At the end of last year, two Starbucks in Buffalo, New York became the first company-owned in the United States to successfully unionize. And what started in Western New York has begun to spread nationwide, with over 50 stores now following suit and seeking to unionize.
In just one month’s time, the movement has gained significant momentum through grassroots efforts at the locations working to unionize. Shortly after the Buffalo Starbucks had won their union votes, one store in Mesa, Arizona began their collective bargaining efforts, and results from that election by mail should be known in the coming weeks.
But the push by Starbucks Workers United, the organizers behind the unionizing efforts, don’t just stop there. According to NPR, workers at 54 company-owned Starbucks spanning 19 different states are all in various stages of pursuing union representation.
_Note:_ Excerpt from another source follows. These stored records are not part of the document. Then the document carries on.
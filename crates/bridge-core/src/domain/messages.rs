//! JSON bodies exchanged with the bridge's HTTP API.
//!
//! | Method | Path                     | Request body           | Response body         |
//! |--------|--------------------------|------------------------|-----------------------|
//! | POST   | `/pairing/request-code`  | –                      | ack (ignored)         |
//! | POST   | `/pairing/validate-code` | [`ValidateCodeRequest`]| [`ValidateCodeResponse`] |
//! | GET    | `/printer/status`        | –                      | [`StatusResponse`]    |
//! | POST   | `/printer/print`         | [`PrintRequest`]       | [`CommandResponse`]   |
//! | GET    | `/scanner/status`        | –                      | [`StatusResponse`]    |
//! | POST   | `/scanner/scan`          | –                      | [`CommandResponse`]   |
//!
//! Every non-success response is expected to carry an [`ErrorBody`].

use serde::{Deserialize, Serialize};

pub const PATH_REQUEST_CODE: &str = "/pairing/request-code";
pub const PATH_VALIDATE_CODE: &str = "/pairing/validate-code";
pub const PATH_PRINTER_STATUS: &str = "/printer/status";
pub const PATH_PRINT: &str = "/printer/print";
pub const PATH_SCANNER_STATUS: &str = "/scanner/status";
pub const PATH_SCAN: &str = "/scanner/scan";

/// Header carrying the session credential.
pub const SESSION_HEADER: &str = "X-Session-Token";

#[derive(Debug, Clone, PartialEq, Eq, Serialize, Deserialize)]
pub struct ValidateCodeRequest {
    pub pairing_code: String,
}

/// `session_token` is optional so that a 200 without a token can be reported
/// as a pairing failure instead of a decode error.
#[derive(Debug, Clone, PartialEq, Eq, Serialize, Deserialize)]
pub struct ValidateCodeResponse {
    #[serde(default)]
    pub session_token: Option<String>,
}

#[derive(Debug, Clone, Copy, PartialEq, Eq, Serialize, Deserialize)]
pub struct StatusResponse {
    pub is_ready: bool,
}

#[derive(Debug, Clone, PartialEq, Eq, Serialize, Deserialize)]
pub struct PrintRequest {
    pub content: String,
}

#[derive(Debug, Clone, PartialEq, Eq, Default, Serialize, Deserialize)]
pub struct CommandResponse {
    #[serde(default)]
    pub message: Option<String>,
}

#[derive(Debug, Clone, PartialEq, Eq, Default, Serialize, Deserialize)]
pub struct ErrorBody {
    #[serde(default)]
    pub detail: Option<String>,
}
As NPR notes, these 50-plus locations comprise a very small percentage of the nearly-9,000 US company-owned Starbucks, but their impact may potentially outmeasure their size. The unionizing efforts have all been highly public events, and successful bids could be the catalyst for more locations to follow suit. And it also limits Starbucks’ ability to fight each effort on an individual level. When the first three Buffalo locations attempted to unionize, for instance, Starbucks flew out high level execs (including former CEO Howard Schultz) in a move Starbucks Workers United described as “union busting,” per CNBC. Such actions become untenable when dozens of locations in 19 states are all undertaking similar efforts.
According to Wikipedia, as of January 28th, company-owned locations in New York, Arizona, Massachusetts, Washington, Tennessee, Colorado, Illinois, Oregon, Ohio, New Jersey, Florida, Maryland, Virginia, California, and Pennsylvania. Some 15 other locations in four other states who have petitioned to unionize have yet to be added to the list.